Das Landgericht hat diese Grundsätze beachtet. Der Senat bezieht sich auf die ausführliche und zutreffende Begründung des Landgerichts, die einen Rechtsfehler nicht erkennen lässt.

c) Die Ermittlung und Feststellung der entscheidungserheblichen Tatsachen ist Sache des Tatrichters. Das Rechtsbeschwerdegericht kann die vom Tatrichter getroffenen Feststellungen und die Beweiswürdigung nur beschränkt, nämlich auf Rechtsfehler nachprüfen (§ 43 Abs. 1 Satz 1 WEG, § 27 Abs. 1 Satz 2 FGG, § 559 ZPO). Der Senat kann demnach nur überprüfen, ob das Landgericht den Sachverhalt ausreichend erforscht (§ 12 FGG) und bei der Erörterung des Beweisstoffs alle wesentlichen Umstände berücksichtigt hat (§ 25 FGG), ob seine Beweiswürdigung in sich widerspruchsfrei ist und nicht gegen gesetzliche Beweisregeln, Denkgesetze oder allgemeine Erfahrungssätze verstößt, ferner ob die Beweisanforderungen zu hoch oder zu niedrig angesetzt worden sind. Die Beweiswürdigung des Landgerichts ist frei von solchen Rechtsfehlern. Soweit der Antragsteller seine Würdigung an die Stelle derjenigen des Landgerichts setzt, kann er damit keinen Erfolg haben.

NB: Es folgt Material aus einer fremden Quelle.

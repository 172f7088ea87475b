//! A single-tape Turing machine interpreter.
//!
//! A [`Program`] is an ordered instruction table over states it owns. A
//! [`Machine`] pairs the program with a state and a [`Tape`] and is stepped
//! until the state is final or no instruction matches.

#![allow(clippy::style)]

pub mod err;
pub mod syntax;
pub mod tape;
pub mod eval;
pub mod fmt;

pub use err::{Result, TuringError};
pub use eval::{Eval, Halt, Machine, Outcome, Report};
pub use syntax::*;
pub use tape::{Cell, Tape};

pub use calculi_utils::fuel::{Fuel, Step};

/// Write `input` onto a fresh tape starting at the head and run `program`
/// from `start` until it halts. May not return if the machine never halts.
pub fn run_turing_machine(
    program: &Program, start: StateId, input: impl IntoIterator<Item = Symbol>,
) -> Report {
    Machine::new(program, start, Tape::new(input)).run()
}

/// [`run_turing_machine`] giving up after `limit` steps with
/// [`Outcome::StepLimitExceeded`].
pub fn run_turing_machine_bounded(
    program: &Program, start: StateId, input: impl IntoIterator<Item = Symbol>, limit: u64,
) -> Report {
    Machine::new(program, start, Tape::new(input)).run_bounded(Fuel::limited(limit))
}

d) Die Kostenentscheidungen der Vorinstanzen sind als tatrichterliche Ermessensentscheidungen nach § 47 WEG nicht zu beanstanden. Dies gilt auch für die vom Landgericht getroffene Bestimmung, die den Antragsgegnern erwachsenen außergerichtlichen Kosten zu erstatten. Das Landgericht konnte dies maßgeblich auf die Vielzahl gerichtlicher Verfahren stützen, mit denen der Antragsteller ganz überwiegend erfolglos die übrigen Wohnungseigentümer überzogen oder zu denen er berechtigten Anlass gegeben hatte.

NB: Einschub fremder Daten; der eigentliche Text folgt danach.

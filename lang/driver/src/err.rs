use calculi_mu::{MuError, ParseError};
use calculi_turing::TuringError;
use std::path::PathBuf;
use thiserror::Error;

#[derive(Error, Debug)]
pub enum DriverError {
    #[error("File not found: `{}`", .0.display())]
    FileNotFound(PathBuf),
    #[error("IO error: {0}")]
    IoError(#[from] std::io::Error),
    #[error("Invalid TOML: {0}")]
    TomlError(#[from] toml::de::Error),
    #[error("State `{0}` is not declared")]
    UnknownState(String),
    #[error("State `{0}` is declared twice")]
    DuplicateState(String),
    #[error("Expected a single character, found `{0}`")]
    NotASymbol(String),
    #[error("No built-in machine named `{0}`")]
    UnknownBuiltin(String),
    #[error("{0}")]
    TuringError(#[from] TuringError),
    #[error("{0}")]
    MuError(#[from] MuError),
    #[error("Parse error:\n\t{0}")]
    ParseError(#[from] ParseError),
}

pub type Result<T> = std::result::Result<T, DriverError>;
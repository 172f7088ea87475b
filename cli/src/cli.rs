use clap::{Args, Parser, Subcommand};
use std::path::PathBuf;

#[derive(Parser)]
#[command(name = "calculi", version, about, long_about = None)]
pub struct Cli {
    /// Configuration file setting `step_limit` and `search_limit`
    #[arg(long, global = true, value_name = "FILE")]
    pub conf: Option<PathBuf>,
    /// Level of verbosity
    #[arg(short, long, global = true, default_value_t = false)]
    pub verbose: bool,
    #[command(subcommand)]
    pub command: Commands,
}

#[derive(Subcommand)]
pub enum Commands {
    /// Run a Turing machine
    Tm {
        #[command(flatten)]
        source: Source,
        /// Initial tape, one symbol per character; `#` is blank
        #[arg(short, long, default_value = "")]
        input: String,
        /// Give up after this many steps
        #[arg(long)]
        step_limit: Option<u64>,
    },
    /// Evaluate a mu-recursive function
    Mu {
        /// Function expression or library name, e.g. `sum` or `comp(succ, proj(2, 1))`
        expr: String,
        /// Natural number arguments
        args: Vec<u64>,
        /// Files of `def NAME = EXPR;` to load first
        #[arg(long, value_name = "FILE")]
        defs: Vec<PathBuf>,
        /// Give up on a minimisation after this many candidates
        #[arg(long)]
        search_limit: Option<u64>,
    },
    /// Run the bundled demonstrations
    Demo,
}

#[derive(Args)]
#[group(required = true, multiple = false)]
pub struct Source {
    /// Machine description file
    #[arg(value_name = "FILE")]
    pub file: Option<PathBuf>,
    /// Bundled machine: `reverse` or `anbncn`
    #[arg(long, value_name = "NAME")]
    pub builtin: Option<String>,
}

3. Dem Senat erscheint es nach § 47 WEG angemessen, dem in vollem Umfang unterlegenen Antragsteller auch die gerichtlichen und außergerichtlichen Kosten des Rechtsbeschwerdeverfahrens aufzuerlegen.

Die Festsetzung des Geschäftswerts beruht auf § 48 Abs. 3 Satz 1 WEG. Der Senat bewertet die Anträge ebenso wie das Landgericht, auf dessen Begründung verwiesen werden kann.